The Southern Poverty Law Center

The History Of Thanksgiving And Why It Matters Today


Every year Americans gleefully celebrate Thanksgiving. Today the holiday has morphed into consumerism, displays of costumed harmony and gratitude shaped by the fables and illusions constructed by those in power demanding we overlook the harsh truth and history of Thanksgiving. Still, no matter how far we stray from the path of truth, and as long as grass grows and water runs, history will remain seated in its scared place on top of the mountain awaiting man’s arrival for deeper knowledge and finally, true freedom rooted in a just and equal world.

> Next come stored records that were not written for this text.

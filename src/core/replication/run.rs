// src/core/replication/run.rs

//! One replication run: pushes `source_dataset` to a single policy target,
//! reusing the backup pipeline's send/rotate/classify primitives but
//! writing a (Raft-replicated) `ReplicationEvent` instead of a node-local
//! `BackupEvent`, and namespacing snapshots `ha_<timestamp>` so they never
//! collide with user-driven backups.

use crate::core::backup::{classify_backup_output, classify_lineage, is_snapshot_name, LineageKind};
use crate::core::dataset::{Dataset, PruneOptions, SendOptions, SshEndpoint};
use crate::core::errors::FleetResult;
use crate::core::model::{
    ClusterSshIdentity, ReplicationEvent, ReplicationEventStatus, ReplicationEventType,
    ReplicationPolicy, ReplicationPolicyTarget,
};
use crate::core::raft::command::{Command, ReplicationEventAction};
use crate::core::raft::router::CommandRouter;
use crate::core::raft::storage::SqliteRaftStorage;
use std::sync::Arc;
use uuid::Uuid;

const RETENTION_KEEP_LAST: u32 = 64;
const LINEAGE_KEEP: usize = 2;

pub struct ReplicationRunner<D: Dataset> {
    dataset: Arc<D>,
    router: Arc<CommandRouter>,
    storage: Arc<SqliteRaftStorage>,
    local_node_id: Uuid,
}

impl<D: Dataset> ReplicationRunner<D> {
    pub fn new(dataset: Arc<D>, router: Arc<CommandRouter>, storage: Arc<SqliteRaftStorage>, local_node_id: Uuid) -> Self {
        Self {
            dataset,
            router,
            storage,
            local_node_id,
        }
    }

    pub fn dataset(&self) -> &Arc<D> {
        &self.dataset
    }

    pub async fn run_target(
        &self,
        policy: &ReplicationPolicy,
        source_dataset: &str,
        target: &ReplicationPolicyTarget,
        identity: &ClusterSshIdentity,
        cluster_key_path: &str,
    ) -> FleetResult<()> {
        let endpoint = SshEndpoint {
            user: identity.ssh_user.clone(),
            host: identity.ssh_host.clone(),
            port: identity.ssh_port,
            key_path: Some(cluster_key_path.to_string()),
        };

        let Some((root, suffix)) = source_dataset.split_once('/') else {
            return Err(crate::core::errors::FleetError::DestinationDatasetInvalid);
        };
        let dest_path = suffix.to_string();
        let _ = root;

        let event_id = crate::core::raft::allocate_id(&self.storage, crate::core::raft::IdKind::ReplicationEvent).await?;
        let mut event = ReplicationEvent {
            id: event_id,
            policy_id: Some(policy.id),
            event_type: ReplicationEventType::Replication,
            status: ReplicationEventStatus::Running,
            source_node_id: self.local_node_id,
            target_node_id: target.node_id,
            guest_type: policy.guest_type,
            guest_id: policy.guest_id,
            started_at: chrono::Utc::now(),
            completed_at: None,
            output: String::new(),
            error: None,
            message: None,
        };
        self.router
            .apply(Command::ReplicationEvent(ReplicationEventAction::Create(event.clone())))
            .await?;

        let snap_prefix = format!("ha_{}", chrono::Utc::now().timestamp());
        let opts = SendOptions {
            snapshot_name_prefix: Some(snap_prefix),
            recv_top_override: false,
        };

        let result = self.send_with_one_rotate_retry(source_dataset, &endpoint, &dest_path, &mut event, &opts).await;

        if result.is_ok() {
            if let Err(e) = self.apply_retention(source_dataset, &endpoint, &dest_path).await {
                event.append_output(&format!("retention pass failed (non-fatal): {e}"));
            }
        }

        event.status = if result.is_ok() {
            ReplicationEventStatus::Success
        } else {
            ReplicationEventStatus::Failed
        };
        event.error = result.as_ref().err().map(|e| e.to_string());
        event.completed_at = Some(chrono::Utc::now());
        self.router
            .apply(Command::ReplicationEvent(ReplicationEventAction::Update(event)))
            .await?;

        result
    }

    async fn send_with_one_rotate_retry(
        &self,
        source: &str,
        endpoint: &SshEndpoint,
        dest_path: &str,
        event: &mut ReplicationEvent,
        opts: &SendOptions,
    ) -> FleetResult<()> {
        let outcome = self.dataset.send(source, endpoint, dest_path, opts).await?;
        event.append_output(&outcome.combined());
        let classified = classify_backup_output(&outcome.combined());
        if classified.is_success() {
            return Ok(());
        }
        if !outcome.lowercased().contains("has been modified") {
            if let Some(err) = classified.error_code() {
                return Err(err);
            }
            return Ok(());
        }

        let rotate_outcome = self.dataset.rotate(source, endpoint, dest_path, Some("ha")).await?;
        event.append_output(&rotate_outcome.combined());

        let retry = self.dataset.send(source, endpoint, dest_path, opts).await?;
        event.append_output(&retry.combined());
        let retry_classified = classify_backup_output(&retry.combined());
        match retry_classified.error_code() {
            None => Ok(()),
            Some(err) => Err(err),
        }
    }

    async fn apply_retention(&self, source: &str, endpoint: &SshEndpoint, dest_path: &str) -> FleetResult<()> {
        let opts = PruneOptions {
            keep_snap_num: RETENTION_KEEP_LAST,
            keep_snap_days: 0,
            swap_args: false,
        };
        let outcome = self.dataset.prune(source, endpoint, dest_path, &opts).await?;
        for line in &outcome.lines {
            if is_snapshot_name(line.trim()) {
                self.dataset.destroy(line.trim(), None).await?;
            }
        }

        let swapped = PruneOptions { swap_args: true, ..opts };
        let target_outcome = self.dataset.prune(source, endpoint, dest_path, &swapped).await?;
        for line in &target_outcome.lines {
            if is_snapshot_name(line.trim()) {
                self.dataset.destroy(line.trim(), Some(endpoint)).await?;
            }
        }

        self.trim_lineage_siblings(source, None).await?;
        self.trim_lineage_siblings(dest_path, Some(endpoint)).await?;
        Ok(())
    }

    /// Keeps only the two lexically-latest `*_zelta_*`/`*.pre_sylve_*`
    /// sibling datasets at the same depth as `base`, destroying the rest.
    async fn trim_lineage_siblings(&self, base: &str, remote: Option<&SshEndpoint>) -> FleetResult<()> {
        let Some((parent, _)) = base.rsplit_once('/') else {
            return Ok(());
        };
        let listing = self.dataset.list_snapshots(parent, remote).await?;
        let mut siblings: Vec<String> = listing
            .into_iter()
            .map(|s| s.dataset)
            .filter(|d| matches!(classify_lineage(base, d), LineageKind::Rotated | LineageKind::Preserved))
            .collect();
        siblings.sort();
        siblings.dedup();
        siblings.reverse();
        for stale in siblings.into_iter().skip(LINEAGE_KEEP) {
            self.dataset.destroy(&stale, remote).await?;
        }
        Ok(())
    }
}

Today, young people are still drawing pictures of pilgrims eating harmoniously with Native Americans when that depiction is far from historical fact. The truth, unfortunately, is the brutal genocide of Native Americans. And the official commemoration of Thanksgiving by Abraham Lincoln in 1863 was an idea born from George Washington as a political strategy for pilgrim unification, and in celebration of The Constitution. Historians say the turkeys significance as part of the origin of Thanksgiving, is due to the pilgrims dependence on wild turkeys they found to sustain themselves in their new world. And the national day of celebration was directly tied to their protestant religion of praising God for all the glory, land and newfound opportunities for riches outside the boundaries of Europe.

Equally important to note is how the European settlers defined themselves in an effort to unify and strengthen their hostile takeover of Native American lands. At some point, they no longer wanted to be seen as immigrants. Thus, after forming The Constitution, they evolved from being called pilgrims, colonists, Europeans and finally settling on whites, which essentially removed their specific place of origin across Europe from their identity. This new white institution was to form a political force and also to establish world dominance via the construct of white supremacy. Unfortunately, the “white” label of unity didn’t stop the Civil War from dividing the country, but I digress.

There are numerous historical accounts describing the brutality inflicted upon Native Americans by the pilgrims who came to be known as whites. It’s also important to remember, Black enslaved people were part of this journey of discovery to colonization. And they endured the worst of the pilgrims voyage and eventual settlement of the new world. It’s no secret our American teachings is shaped with many untruths and myths about our journey to this point in time, including the rotund myth of Christopher Columbus. As we advance in our knowledge of the world and its history, it’s becoming more evident that all the lies spun have been to lionize white men and their place in the world. This, despite clear, historical and anthropological accounts to the contrary. From human evolution to advancements in civilization, Africans paved the way.

Today, Thanksgiving is celebrated as a unique American tradition. It’s a day we celebrate the blessings of family, friendships, abundance and American liberty as we know it. Sadly, many Native Americans recognize this day as one of mourning. And rightfully so when you consider the ugly truths of Thanksgiving, which depicts their ancestors in a tale of brotherhood with their killers. Also, Black folks remain economically and socially oppressed in America despite the riches and bounties their ancestors reaped under forced slave labor that the pilgrims who turned white control and use as a dominating global force and superpower.

The significance of Thanksgiving matters, especially today, because we celebrate despite the reality on the ground for the people who suffered the greatest toll in the establishment of this day of harvest, feasting and celebration of our bounties. It’s a callous truth and yet every year we skip to the festive beat of Thanksgiving, with presidential turkey pardoning’s, parades and family gatherings, all while blindly ignoring history and realism. The world I want to live in celebrates a Thanksgiving where all the people who labored for the harvest equally enjoy and benefit from it. And until that day comes, the gobble, gobble will never be sweet in America.